Bombesin receptor 1 (BB1) is a member of a family of receptors that binds the 14 amino acid peptide bombesin. Bombesin was initially isolated from frog skin and it was later established that mammals express endogenous bombesin-like peptides such as gastrin-releasing peptide (GRP) and neuromedin B (NMB), 27 and 10 amino acid homologues, respectively.1 BB1 is the preferred receptor for NMB (therefore it is also known as NMB receptor) while BB2 is the preferred receptor for GRP.2 BB3 was the third member of the bombesin family of receptors to be cloned based upon its sequence similarity to BB1 and BB2.1 The affinity of BB3 for bombesin is lower than that of the BB1 and BB2 receptors, as are its affinities for NMB and GRP. This suggests that the endogenous mammalian ligand for the BB3 receptor remains to be identified. All three bombesin receptors are members of the 7-transmembrane domain, G protein-coupled receptor (GPCR) superfamily. BB1 is coupled to a Gq/11 protein that activates phospholipase C (PLC) and leads to production of inositol 1,4,5-trisphosphate (InsP3), intracellular Ca2+ mobilization, and cell growth.1 BB1 is expressed in the brain where it likely mediates the inhibition of food intake and regulates the stress and fear response. BB1 and its ligand NMB are expressed in the pituitary where they participate in the regulation of thyroid-stimulating hormone (TSH) secretion in both autocrine and paracrine fashions.3 In the periphery, BB1 is expressed in the gastrointestinal and urogenital smooth muscle but its physiological function in these tissues is unclear.
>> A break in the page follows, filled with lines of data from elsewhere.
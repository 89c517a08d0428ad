//! The search database handle: indexing pipeline and ranked search.

use crate::config::{RankingConfig, SearchDbConfig};
use crate::error::{Result, SearchDbError};
use crate::retry::retry_busy;
use rusqlite::{params, Connection, Row};
use std::path::Path;
use std::time::Instant;
use tracing::{debug, info, warn};

use super::query::format_query;
use super::rank::register_ranking_function;
use super::schema::{SchemaManager, SchemaStats};
use super::transaction::{TransactionManager, TransactionState};
use super::types::{DocumentMetadata, IndexRequest, SearchResult, SearchableFields};

/// Location string that opens a private in-memory database.
pub const IN_MEMORY: &str = ":memory:";

const EXISTS_SQL: &str = "SELECT EXISTS(
    SELECT 1 FROM searchindex WHERE moduleid = ?1 AND entityid = ?2
)";

const INSERT_INDEX_SQL: &str = "INSERT INTO searchindex
    (moduleid, entityid, language, boost, weight0, weight1, weight2, weight3, weight4)
    VALUES (?1, ?2, ?3, ?4, ?5, ?6, ?7, ?8, ?9)";

const INSERT_METADATA_SQL: &str = "INSERT INTO searchmetadata
    (moduleid, entityid, title, subtitle, uri, type, imageuri)
    VALUES (?1, ?2, ?3, ?4, ?5, ?6, ?7)";

const DELETE_INDEX_SQL: &str = "DELETE FROM searchindex WHERE moduleid = ?1 AND entityid = ?2";

const DELETE_METADATA_SQL: &str =
    "DELETE FROM searchmetadata WHERE moduleid = ?1 AND entityid = ?2";

/// Ranked window over the index, joined to display metadata.
///
/// Parameters: ?1 match query, ?2-?4 snippet markers, ?5 snippet tokens,
/// ?6 limit, ?7 offset.
const SEARCH_SQL: &str = "SELECT r.moduleid, r.entityid,
        COALESCE(m.title, ''), COALESCE(m.subtitle, ''), COALESCE(m.uri, ''),
        COALESCE(m.type, ''), COALESCE(m.imageuri, ''),
        r.snippet, r.score
    FROM (
        SELECT docid, moduleid, entityid,
               snippet(searchindex, ?2, ?3, ?4, -1, ?5) AS snippet,
               rank(matchinfo(searchindex), boost) AS score
        FROM searchindex
        WHERE searchindex MATCH ?1
        ORDER BY score DESC, docid ASC
        LIMIT ?6 OFFSET ?7
    ) AS r
    LEFT JOIN searchmetadata AS m
        ON m.moduleid = r.moduleid AND m.entityid = r.entityid
    ORDER BY r.score DESC, r.docid ASC";

/// A full-text search database over one SQLite file.
///
/// The handle owns its connection exclusively. Mutations take `&mut self`, so
/// a handle runs at most one transaction at a time; share it across threads
/// behind a mutex or open one handle per thread.
pub struct SearchDatabase {
    location: String,
    conn: Connection,
    config: SearchDbConfig,
    schema: SchemaManager,
    tx: TransactionManager,
}

impl SearchDatabase {
    /// Create or open a search database at `location` (a path or `:memory:`).
    pub fn open(location: impl AsRef<Path>) -> Result<Self> {
        Self::open_with_config(location, SearchDbConfig::default())
    }

    /// Create or open a search database with custom configuration.
    pub fn open_with_config(location: impl AsRef<Path>, config: SearchDbConfig) -> Result<Self> {
        let path = location.as_ref();
        let location = path.display().to_string();

        let conn = Self::open_connection(path, &location)?;
        let schema = SchemaManager::new(config.automerge);

        if let Err(e) = Self::prepare_connection(&conn, &schema, &config) {
            if let Err((_, close_err)) = conn.close() {
                warn!("Failed to close {} after setup error: {}", location, close_err);
            }
            return Err(e);
        }

        info!("Opened search database at {}", location);

        Ok(Self {
            location,
            tx: TransactionManager::new(config.busy_retry.clone()),
            conn,
            config,
            schema,
        })
    }

    fn open_connection(path: &Path, location: &str) -> Result<Connection> {
        if location == IN_MEMORY {
            return Connection::open_in_memory().map_err(|e| SearchDbError::Open {
                message: e.to_string(),
                path: location.to_string(),
                source: Some(e),
            });
        }

        if let Some(parent) = path.parent() {
            if !parent.as_os_str().is_empty() && !parent.exists() {
                std::fs::create_dir_all(parent)
                    .map_err(|e| SearchDbError::io_with_path(e, parent))?;
            }
        }

        Connection::open(path).map_err(|e| SearchDbError::Open {
            message: e.to_string(),
            path: location.to_string(),
            source: Some(e),
        })
    }

    /// Busy handling, tables, merge policy, and the ranking function.
    fn prepare_connection(
        conn: &Connection,
        schema: &SchemaManager,
        config: &SearchDbConfig,
    ) -> Result<()> {
        conn.busy_timeout(config.busy_timeout)
            .map_err(|e| SearchDbError::Open {
                message: format!("Failed to set busy timeout: {}", e),
                path: String::new(),
                source: Some(e),
            })?;

        let setup_sql = schema.setup_sql();
        retry_busy(&config.busy_retry, "schema setup", || conn.execute_batch(&setup_sql))
            .map_err(|e| SearchDbError::schema("Failed to set up search tables", e))?;
        debug!("Search tables ready");

        register_ranking_function(conn)
            .map_err(|e| SearchDbError::schema("Failed to register ranking function", e))?;

        Ok(())
    }

    /// Location this database was opened from.
    pub fn location(&self) -> &str {
        &self.location
    }

    pub fn config(&self) -> &SearchDbConfig {
        &self.config
    }

    pub fn transaction_state(&self) -> TransactionState {
        self.tx.state()
    }

    #[cfg(test)]
    pub(crate) fn connection(&self) -> &Connection {
        &self.conn
    }

    /// Close the underlying connection.
    pub fn close(self) -> Result<()> {
        let location = self.location;
        self.conn
            .close()
            .map_err(|(_, e)| SearchDbError::close(&location, e))?;
        debug!("Closed search database at {}", location);
        Ok(())
    }

    /// Drop and recreate both tables, wiping every indexed document.
    pub fn reset(&mut self) -> Result<()> {
        let schema = &self.schema;
        self.tx.run(&self.conn, "reset", |conn| {
            schema.drop_tables(conn)?;
            schema.ensure_setup(conn)
        })?;

        info!("Reset search database at {}", self.location);
        Ok(())
    }

    /// Index a document, replacing any previous version with the same key.
    ///
    /// Either both the index row and the metadata row are written, or neither.
    pub fn index(
        &mut self,
        module_id: &str,
        entity_id: &str,
        language: &str,
        boost: f64,
        fields: &SearchableFields,
        metadata: &DocumentMetadata,
    ) -> Result<()> {
        if self.exists(module_id, entity_id)? {
            self.remove(module_id, entity_id)?;
        }

        self.tx.run(&self.conn, "index", |conn| {
            conn.execute(
                INSERT_INDEX_SQL,
                params![
                    module_id,
                    entity_id,
                    language,
                    boost,
                    fields.weight0,
                    fields.weight1,
                    fields.weight2,
                    fields.weight3,
                    fields.weight4,
                ],
            )?;
            conn.execute(
                INSERT_METADATA_SQL,
                params![
                    module_id,
                    entity_id,
                    metadata.title,
                    metadata.subtitle,
                    metadata.uri,
                    metadata.kind,
                    metadata.image_uri,
                ],
            )?;
            Ok(())
        })?;

        debug!("Indexed {}/{}", module_id, entity_id);
        Ok(())
    }

    /// Index a document described by an [`IndexRequest`].
    pub fn index_request(&mut self, request: &IndexRequest) -> Result<()> {
        self.index(
            &request.module_id,
            &request.entity_id,
            &request.language,
            request.boost,
            &request.fields,
            &request.metadata,
        )
    }

    /// Remove a document from both tables. Removing an absent key succeeds.
    pub fn remove(&mut self, module_id: &str, entity_id: &str) -> Result<()> {
        let removed = self.tx.run(&self.conn, "remove", |conn| {
            let index_rows = conn.execute(DELETE_INDEX_SQL, params![module_id, entity_id])?;
            conn.execute(DELETE_METADATA_SQL, params![module_id, entity_id])?;
            Ok(index_rows)
        })?;

        if removed > 0 {
            debug!("Removed {}/{}", module_id, entity_id);
        }
        Ok(())
    }

    /// Whether an index row exists for the key.
    pub fn exists(&self, module_id: &str, entity_id: &str) -> Result<bool> {
        let exists = retry_busy(self.tx.retry_config(), "exists", || {
            self.conn
                .query_row(EXISTS_SQL, params![module_id, entity_id], |row| row.get(0))
        })?;
        Ok(exists)
    }

    /// Number of indexed documents.
    pub fn count(&self) -> Result<usize> {
        let count: usize = retry_busy(self.tx.retry_config(), "count", || {
            self.conn
                .query_row("SELECT COUNT(*) FROM searchindex", [], |row| row.get(0))
        })?;
        Ok(count)
    }

    /// Row counts of both tables.
    pub fn stats(&self) -> Result<SchemaStats> {
        self.schema.get_stats(&self.conn)
    }

    /// Merge the index segments into one.
    pub fn optimize(&mut self) -> Result<()> {
        self.schema.optimize(&self.conn)
    }

    /// Search the index, returning results in descending rank order.
    ///
    /// `limit`/`offset` page through the full ranked result set; pages are
    /// stable for an unchanged index. Empty queries return nothing.
    pub fn search(
        &self,
        text: &str,
        limit: usize,
        offset: usize,
        prefer_phrase: bool,
    ) -> Result<Vec<SearchResult>> {
        let start = Instant::now();
        let query = format_query(text, prefer_phrase);

        if query.is_empty() || limit == 0 {
            return Ok(Vec::new());
        }

        let snippet_tokens = query.snippet_tokens().min(RankingConfig::MAX_SNIPPET_TOKENS) as i64;
        let limit = i64::try_from(limit).unwrap_or(i64::MAX);
        let offset = i64::try_from(offset).unwrap_or(i64::MAX);
        let snippet = &self.config.snippet;

        // A busy step restarts the query; rows read so far are dropped.
        let results = retry_busy(self.tx.retry_config(), "search", || {
            let mut stmt = self.conn.prepare_cached(SEARCH_SQL)?;
            let rows = stmt.query_map(
                params![
                    query.formatted,
                    snippet.start_match,
                    snippet.end_match,
                    snippet.ellipsis,
                    snippet_tokens,
                    limit,
                    offset,
                ],
                Self::row_to_result,
            )?;
            rows.collect::<rusqlite::Result<Vec<_>>>()
        })?;

        debug!(
            "Search {:?} returned {} results in {:.2}ms",
            query.formatted,
            results.len(),
            start.elapsed().as_secs_f64() * 1000.0
        );
        Ok(results)
    }

    /// Convert a joined search row into a `SearchResult`.
    fn row_to_result(row: &Row) -> rusqlite::Result<SearchResult> {
        Ok(SearchResult {
            module_id: row.get(0)?,
            entity_id: row.get(1)?,
            title: row.get(2)?,
            subtitle: row.get(3)?,
            uri: row.get(4)?,
            kind: row.get(5)?,
            image_uri: row.get(6)?,
            snippet: row.get(7)?,
            rank: row.get(8)?,
            is_favorited: false,
        })
    }
}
Finally, BB1 is over-expressed in several human tumors especially colon and non-small lung cancer where it acts as a growth factor receptor inducing tumor growth. BB1 is considered a potential target for the development of both diagnostics and anti-cancer therapies.4 Abgent is pleased to offer a highly specific antibody directed against a well conserved epitope located in the 3rd intracellular loop of the human BB1 receptor. Anti-Bombesin Receptor 1 antibody (#AG1367) can be used in western blot and immunocytochemical applications, and will recognize BB1 from human, rat, mouse, and dog samples.
1. Ohki-Hamazaki, H. et al. (2005) Int. J. Dev. Biol. 49, 293.
2. Wada E. et al. (1991) Neuron 6, 421.
3. Oliveira, K.J. et al. (2006) J Mol Endocrinol 36, 73.
4. Reubi, J.C. (2003) Endocr. Rev. 24, 389.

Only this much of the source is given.